● **PROBLEM REQUIREMENTS**: What are the lines, written out exactly, from the one containing "impl<'a, T: Serialize>" to the end of the entries below? Include both ends and nothing more.

● **RECORDS SHOWN**:
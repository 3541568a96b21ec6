use crate::delimiter::MeasureOptions;
use crate::diagnostics::Severity;
use crate::utils::config::{AnalysisConfig, SCHEMA_VERSION};
use chrono::Utc;
use clap::ValueEnum;
use serde::{Deserialize, Serialize};
use std::path::{Path, PathBuf};

/// How results are printed to stdout
#[derive(Debug, Clone, Copy, Default, PartialEq, Eq, Serialize, Deserialize, ValueEnum)]
#[serde(rename_all = "lowercase")]
pub enum OutputFormat {
    /// Colored terminal report
    #[default]
    Text,
    /// Pretty JSON envelope
    Json,
}

/// Where and how a command reports its result
///
/// **Public** - built by main.rs from global flags and the config file
#[derive(Debug, Clone, Default)]
pub struct OutputSettings {
    pub format: OutputFormat,

    /// Also write the JSON envelope to this file
    pub output: Option<PathBuf>,

    pub config: AnalysisConfig,
}

impl OutputSettings {
    /// Flags win over the config file, which wins over defaults
    pub fn resolve(
        format: Option<OutputFormat>,
        output: Option<PathBuf>,
        config: AnalysisConfig,
    ) -> Self {
        Self {
            format: format.or(config.report.format).unwrap_or_default(),
            output,
            config,
        }
    }
}

/// JSON wrapper around every command result
#[derive(Debug, Clone, Serialize)]
pub struct ReportEnvelope<'a, T: Serialize> {
    pub tool_version: &'static str,
    pub schema_version: &'static str,
    /// RFC 3339 timestamp
    pub generated_at: String,
    /// Profile file(s) the result was computed from
    pub source: String,
    pub result: &'a T,
}

impl<'a, T: Serialize> ReportEnvelope<'a, T> {
    pub fn new(source: String, result: &'a T) -> Self {
        Self {
            tool_version: env!("CARGO_PKG_VERSION"),
            schema_version: SCHEMA_VERSION,
            generated_at: Utc::now().to_rfc3339(),
            source,
            result,
        }
    }
}

/// Arguments for the bottlenecks command
#[derive(Debug, Clone)]
pub struct BottlenecksArgs {
    pub profile: PathBuf,

    /// Hide findings below this severity
    pub min_severity: Option<Severity>,
}

/// Arguments for the calltree command
#[derive(Debug, Clone)]
pub struct CallTreeArgs {
    pub profile: PathBuf,

    /// Thread name filter (case-insensitive substring)
    pub thread: Option<String>,

    /// Number of functions and hot paths to show
    pub limit: Option<usize>,
}

/// Arguments for the scaling comparison
#[derive(Debug, Clone)]
pub struct CompareScalingArgs {
    pub baseline: PathBuf,
    pub target: PathBuf,
}

/// Arguments for the markers command
#[derive(Debug, Clone)]
pub struct MarkersArgs {
    pub profile: PathBuf,
    pub category: Option<String>,
}

/// Arguments for the measure command
#[derive(Debug, Clone)]
pub struct MeasureArgs {
    pub profile: PathBuf,
    pub options: MeasureOptions,
}

/// Arguments for the measure-index command
#[derive(Debug, Clone)]
pub struct MeasureIndexArgs {
    pub profile: PathBuf,
    pub category: Option<String>,
    pub start: usize,
    pub end: usize,
}

/// Display form of a profile path for the envelope's `source`
pub fn source_label(path: &Path) -> String {
    path.display().to_string()
}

● **TASK RESPONSE**:
impl<'a, T: Serialize> ReportEnvelope<'a, T> {
    pub fn new(source: String, result: &'a T) -> Self {
        Self {
            tool_version: env!("CARGO_PKG_VERSION"),
            schema_version: SCHEMA_VERSION,
            generated_at: Utc::now().to_rfc3339(),
            source,
            result,
        }
    }
}

/// Arguments for the bottlenecks command
#[derive(Debug, Clone)]
pub struct BottlenecksArgs {
    pub profile: PathBuf,

    /// Hide findings below this severity
    pub min_severity: Option<Severity>,
}

/// Arguments for the calltree command
#[derive(Debug, Clone)]
pub struct CallTreeArgs {
    pub profile: PathBuf,

    /// Thread name filter (case-insensitive substring)
    pub thread: Option<String>,

    /// Number of functions and hot paths to show
    pub limit: Option<usize>,
}

/// Arguments for the scaling comparison
#[derive(Debug, Clone)]
pub struct CompareScalingArgs {
    pub baseline: PathBuf,
    pub target: PathBuf,
}

/// Arguments for the markers command
#[derive(Debug, Clone)]
pub struct MarkersArgs {
    pub profile: PathBuf,
    pub category: Option<String>,
}

/// Arguments for the measure command
#[derive(Debug, Clone)]
pub struct MeasureArgs {
    pub profile: PathBuf,
    pub options: MeasureOptions,
}

/// Arguments for the measure-index command
#[derive(Debug, Clone)]
pub struct MeasureIndexArgs {
    pub profile: PathBuf,
    pub category: Option<String>,
    pub start: usize,
    pub end: usize,
}

/// Display form of a profile path for the envelope's `source`
pub fn source_label(path: &Path) -> String {
    path.display().to_string()
}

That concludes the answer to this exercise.